Every now and then you’ll even see politicians from other parties, like Pika Kauma of the National Coalition Party (NCP), jump on the racist bandwagon.
Kauma, who didn’t get reelected, claimed that migrant women were getting social welfare to buy new baby carriages, which social welfare officials flatly denied.
Thanks to the silence of the politicians, some like the Social Democratic Party started in 2010 to copy the anti-immigration rhetoric of the PS. Parties like the NCP even rolled the red carpet for the PS and helped them to become one of the biggest parties in the country.
Add to the latter a complacent media that regurgitates the racism of some politicians and you have a new political scenario like the one today.
It goes without saying that those migrants and minorities that have suffered the most due to the PS’ hostile campaign against us see July 28 as an important date. It’s as if all those who are victims and/or outraged by the PS’ hostility and their urban legends said enough is enough.
While we should thank ourselves for our work on the anti-racism front, special thanks should go to PS MP Immonen, who with his inflated bravado and outright stupidity or genious, revealed his and the PS’ true racist and fascist colors.
Even if this declaration of war against multiculturalism was written by him, the question is who inspired and advised him to write and publish it on Facebook on July 25 at 12:06am?

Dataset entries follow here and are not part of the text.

//! Money and percentage types using rust_decimal for precision
//!
//! Amounts are held as `Decimal` at two decimal places (BRL centavos) and are
//! never converted through binary floating point. Rounding is half-up
//! (midpoint away from zero), which for the non-negative amounts this system
//! handles never rounds in the platform's favor.

use std::fmt;
use std::iter::Sum;
use std::ops::{Add, AddAssign, Sub};
use std::str::FromStr;

use rust_decimal::prelude::*;
use serde::{Deserialize, Serialize};

use crate::error::{AppError, ErrorCode};

/// Currency minor-unit precision (centavos)
pub const DECIMAL_PLACES: u32 = 2;

const HUNDRED: Decimal = Decimal::ONE_HUNDRED;

/// Round a decimal to currency precision using round-half-up
#[inline]
pub fn round_money(value: Decimal) -> Decimal {
    let mut rounded =
        value.round_dp_with_strategy(DECIMAL_PLACES, RoundingStrategy::MidpointAwayFromZero);
    rounded.rescale(DECIMAL_PLACES);
    rounded
}

/// Monetary amount in BRL, fixed at two decimal places
///
/// Serialized as a decimal string (`"150.00"`); deserializes from either a
/// string or a JSON number and is normalized on the way in.
#[derive(Debug, Clone, Copy, PartialEq, Eq, PartialOrd, Ord, Hash, Serialize, Deserialize)]
#[serde(from = "Decimal", into = "Decimal")]
pub struct Money(Decimal);

impl Money {
    pub const ZERO: Money = Money(Decimal::ZERO);

    /// Create from a decimal, rounding half-up to centavos
    pub fn new(value: Decimal) -> Self {
        Money(round_money(value))
    }

    /// Create from minor units (centavos)
    pub fn from_minor(centavos: i64) -> Self {
        Money(Decimal::new(centavos, DECIMAL_PLACES))
    }

    /// Create from whole reais
    pub fn from_major(reais: i64) -> Self {
        Money::new(Decimal::from(reais))
    }

    /// Underlying decimal value
    #[inline]
    pub fn amount(&self) -> Decimal {
        self.0
    }

    /// Value in minor units (centavos), `None` if it does not fit in i64
    pub fn to_minor(&self) -> Option<i64> {
        self.0.checked_mul(HUNDRED)?.trunc().to_i64()
    }

    pub fn is_zero(&self) -> bool {
        self.0.is_zero()
    }

    pub fn is_negative(&self) -> bool {
        self.0.is_sign_negative() && !self.0.is_zero()
    }

    pub fn is_positive(&self) -> bool {
        self.0.is_sign_positive() && !self.0.is_zero()
    }

    /// Subtract, flooring the result at zero
    pub fn saturating_sub(self, other: Money) -> Money {
        if other >= self {
            Money::ZERO
        } else {
            self - other
        }
    }

    /// Multiply by a count (e.g. excess profiles × per-profile fee),
    /// saturating at `Decimal::MAX`
    pub fn times(self, count: u32) -> Money {
        Money::new(self.0.saturating_mul(Decimal::from(count)))
    }

    /// Parse masked currency input the way the sale form does it: every
    /// non-digit is dropped and the remaining digits are read as centavos.
    ///
    /// `"R$ 1.234,56"` → 1234.56, `""` → 0.00
    pub fn parse_input(input: &str) -> Result<Money, AppError> {
        let digits: String = input.chars().filter(|c| c.is_ascii_digit()).collect();
        if digits.is_empty() {
            return Ok(Money::ZERO);
        }
        let centavos = Decimal::from_str(&digits).map_err(|_| {
            AppError::with_message(ErrorCode::InvalidAmount, format!("amount too large: {input}"))
        })?;
        Ok(Money::new(centavos / HUNDRED))
    }

    /// Format as Brazilian currency: `R$ 1.234,56`
    pub fn format_brl(&self) -> String {
        let sign = if self.is_negative() { "-" } else { "" };
        let abs = self.0.abs();
        let text = format!("{:.2}", abs);
        let (int_part, frac_part) = text.split_once('.').unwrap_or((text.as_str(), "00"));

        let mut grouped = String::with_capacity(int_part.len() + int_part.len() / 3);
        for (i, ch) in int_part.chars().enumerate() {
            if i > 0 && (int_part.len() - i) % 3 == 0 {
                grouped.push('.');
            }
            grouped.push(ch);
        }

        format!("{sign}R$ {grouped},{frac_part}")
    }
}

impl Default for Money {
    fn default() -> Self {
        Money::ZERO
    }
}

impl From<Decimal> for Money {
    fn from(value: Decimal) -> Self {
        Money::new(value)
    }
}

impl From<Money> for Decimal {
    fn from(value: Money) -> Self {
        value.0
    }
}

impl FromStr for Money {
    type Err = AppError;

    /// Parse a plain decimal string (`"150.00"`, `"49.9"`)
    fn from_str(s: &str) -> Result<Self, Self::Err> {
        Decimal::from_str(s.trim())
            .map(Money::new)
            .map_err(|_| AppError::with_message(ErrorCode::InvalidAmount, format!("invalid amount: {s}")))
    }
}

impl fmt::Display for Money {
    fn fmt(&self, f: &mut fmt::Formatter<'_>) -> fmt::Result {
        write!(f, "{:.2}", self.0)
    }
}

impl Add for Money {
    type Output = Money;

    fn add(self, rhs: Money) -> Money {
        Money(self.0 + rhs.0)
    }
}

impl AddAssign for Money {
    fn add_assign(&mut self, rhs: Money) {
        self.0 += rhs.0;
    }
}

impl Sub for Money {
    type Output = Money;

    fn sub(self, rhs: Money) -> Money {
        Money(self.0 - rhs.0)
    }
}

impl Sum for Money {
    fn sum<I: Iterator<Item = Money>>(iter: I) -> Money {
        iter.fold(Money::ZERO, |acc, m| acc + m)
    }
}

impl<'a> Sum<&'a Money> for Money {
    fn sum<I: Iterator<Item = &'a Money>>(iter: I) -> Money {
        iter.fold(Money::ZERO, |acc, m| acc + *m)
    }
}

/// Percentage expressed as a whole-number decimal: `10` means 10%
#[derive(Debug, Clone, Copy, PartialEq, Eq, PartialOrd, Ord, Hash, Serialize, Deserialize)]
#[serde(transparent)]
pub struct Percent(Decimal);

impl Percent {
    pub const ZERO: Percent = Percent(Decimal::ZERO);

    pub fn new(value: Decimal) -> Self {
        Percent(value)
    }

    #[inline]
    pub fn value(&self) -> Decimal {
        self.0
    }

    pub fn is_negative(&self) -> bool {
        self.0.is_sign_negative() && !self.0.is_zero()
    }

    /// `amount × percent / 100`, unrounded; `None` on overflow
    pub fn of(&self, amount: Money) -> Option<Decimal> {
        amount.amount().checked_mul(self.0)?.checked_div(HUNDRED)
    }
}

impl From<u32> for Percent {
    fn from(value: u32) -> Self {
        Percent(Decimal::from(value))
    }
}

impl fmt::Display for Percent {
    fn fmt(&self, f: &mut fmt::Formatter<'_>) -> fmt::Result {
        write!(f, "{}%", self.0.normalize())
    }
}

Whoever it was, alcohol, his wife, the Danish People’s Party or himself, doesn’t really matter.
Have matters changed in Finland concerning the xenophobic and Islamophobic narrative that parties like PS keep alive?
It’s still too early to say but we’re off to a good start.
* The Finnish name for the Finns Party is the Perussuomalaiset (PS). The English names of the party adopted by the PS, like True Finns or Finns Party, promote in our opinion nativist nationalism and xenophobia. We therefore prefer to use the Finnish name of the party on our postings.